* Description of the task
Retype only the lines at the head of the records, first through the one with "Palette entry, cycling.", exactly as written.

* Given information
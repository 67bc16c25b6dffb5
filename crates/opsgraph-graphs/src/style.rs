//! Resolved drawing style built once from [`StyleConfig`].

use opsgraph_config::{parse_hex_color, StyleConfig};
use plotters::prelude::*;
use plotters::style::text_anchor::{HPos, Pos, VPos};

/// Palette, colors and fonts ready for plotters.
#[derive(Debug, Clone)]
pub struct ChartStyle {
    /// Series color cycle.
    pub palette: Vec<RGBColor>,
    /// Canvas fill.
    pub background: RGBColor,
    /// Axis and label color.
    pub text: RGBColor,
    /// Grid line color.
    pub grid: RGBColor,
    /// Draw horizontal grid lines.
    pub grid_y: bool,
    /// Draw vertical grid lines.
    pub grid_x: bool,
    /// Font family.
    pub font_family: String,
    /// Figure title size.
    pub title_size: u32,
    /// Panel title size.
    pub panel_title_size: u32,
    /// Tick label size.
    pub tick_size: u32,
    /// Legend entry size.
    pub legend_size: u32,
    /// Default figure size.
    pub size: (u32, u32),
    /// Line stroke width.
    pub line_width: u32,
}

/// Parses `#rrggbb`, falling back to black.
pub fn parse_color(input: &str) -> RGBColor {
    parse_hex_color(input).map_or(BLACK, |(r, g, b)| RGBColor(r, g, b))
}

impl ChartStyle {
    /// Resolves a style configuration.
    pub fn from_config(config: &StyleConfig) -> Self {
        let mut palette: Vec<RGBColor> = config.palette.iter().map(|c| parse_color(c)).collect();
        if palette.is_empty() {
            palette.push(BLACK);
        }
        Self {
            palette,
            background: parse_color(&config.background),
            text: parse_color(&config.text_color),
            grid: parse_color(&config.grid.color),
            grid_y: config.grid.show_y,
            grid_x: config.grid.show_x,
            font_family: config.font_family.clone(),
            title_size: config.title_font_size,
            panel_title_size: config.panel_title_font_size,
            tick_size: config.tick_label_size,
            legend_size: config.legend_font_size,
            size: (config.width, config.height),
            line_width: config.line_width,
        }
    }

    /// Palette entry, cycling.
    pub fn color(&self, index: usize) -> RGBColor {
        self.palette[index % self.palette.len()]
    }

    fn font(&self, size: u32) -> TextStyle<'_> {
        (self.font_family.as_str(), f64::from(size))
            .into_font()
            .color(&self.text)
    }

    /// Figure title font.
    pub fn title_font(&self) -> TextStyle<'_> {
        self.font(self.title_size)
    }

    /// Panel title font.
    pub fn panel_title_font(&self) -> TextStyle<'_> {
        self.font(self.panel_title_size)
    }

    /// Tick label font.
    pub fn tick_font(&self) -> TextStyle<'_> {
        self.font(self.tick_size)
    }

    /// Legend font.
    pub fn legend_font(&self) -> TextStyle<'_> {
        self.font(self.legend_size)
    }

    /// Small centered font for value annotations.
    pub fn annotation_font(&self) -> TextStyle<'_> {
        self.font(self.tick_size.saturating_sub(2).max(8))
            .pos(Pos::new(HPos::Center, VPos::Bottom))
    }
}

impl Default for ChartStyle {
    fn default() -> Self {
        Self::from_config(&StyleConfig::default())
    }
}

/// Diverging blue–yellow–red scale for `t` in `0.0..=1.0`.
pub fn heat_color(t: f64) -> RGBColor {
    const LOW: (f64, f64, f64) = (69.0, 117.0, 180.0);
    const MID: (f64, f64, f64) = (255.0, 255.0, 191.0);
    const HIGH: (f64, f64, f64) = (215.0, 48.0, 39.0);

    let t = if t.is_finite() { t.clamp(0.0, 1.0) } else { 0.5 };
    let (from, to, k) = if t < 0.5 {
        (LOW, MID, t * 2.0)
    } else {
        (MID, HIGH, (t - 0.5) * 2.0)
    };
    let mix = |a: f64, b: f64| {
        #[allow(clippy::cast_possible_truncation, clippy::cast_sign_loss)]
        let channel = (a + (b - a) * k).round().clamp(0.0, 255.0) as u8;
        channel
    };
    RGBColor(mix(from.0, to.0), mix(from.1, to.1), mix(from.2, to.2))
}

* Exercise answer
repository 67bc16c25b6dffb5
filename crates/opsgraph-graphs/src/style.rs
//! Resolved drawing style built once from [`StyleConfig`].

use opsgraph_config::{parse_hex_color, StyleConfig};
use plotters::prelude::*;
use plotters::style::text_anchor::{HPos, Pos, VPos};

/// Palette, colors and fonts ready for plotters.
#[derive(Debug, Clone)]
pub struct ChartStyle {
    /// Series color cycle.
    pub palette: Vec<RGBColor>,
    /// Canvas fill.
    pub background: RGBColor,
    /// Axis and label color.
    pub text: RGBColor,
    /// Grid line color.
    pub grid: RGBColor,
    /// Draw horizontal grid lines.
    pub grid_y: bool,
    /// Draw vertical grid lines.
    pub grid_x: bool,
    /// Font family.
    pub font_family: String,
    /// Figure title size.
    pub title_size: u32,
    /// Panel title size.
    pub panel_title_size: u32,
    /// Tick label size.
    pub tick_size: u32,
    /// Legend entry size.
    pub legend_size: u32,
    /// Default figure size.
    pub size: (u32, u32),
    /// Line stroke width.
    pub line_width: u32,
}

/// Parses `#rrggbb`, falling back to black.
pub fn parse_color(input: &str) -> RGBColor {
    parse_hex_color(input).map_or(BLACK, |(r, g, b)| RGBColor(r, g, b))
}

impl ChartStyle {
    /// Resolves a style configuration.
    pub fn from_config(config: &StyleConfig) -> Self {
        let mut palette: Vec<RGBColor> = config.palette.iter().map(|c| parse_color(c)).collect();
        if palette.is_empty() {
            palette.push(BLACK);
        }
        Self {
            palette,
            background: parse_color(&config.background),
            text: parse_color(&config.text_color),
            grid: parse_color(&config.grid.color),
            grid_y: config.grid.show_y,
            grid_x: config.grid.show_x,
            font_family: config.font_family.clone(),
            title_size: config.title_font_size,
            panel_title_size: config.panel_title_font_size,
            tick_size: config.tick_label_size,
            legend_size: config.legend_font_size,
            size: (config.width, config.height),
            line_width: config.line_width,
        }
    }

    /// Palette entry, cycling.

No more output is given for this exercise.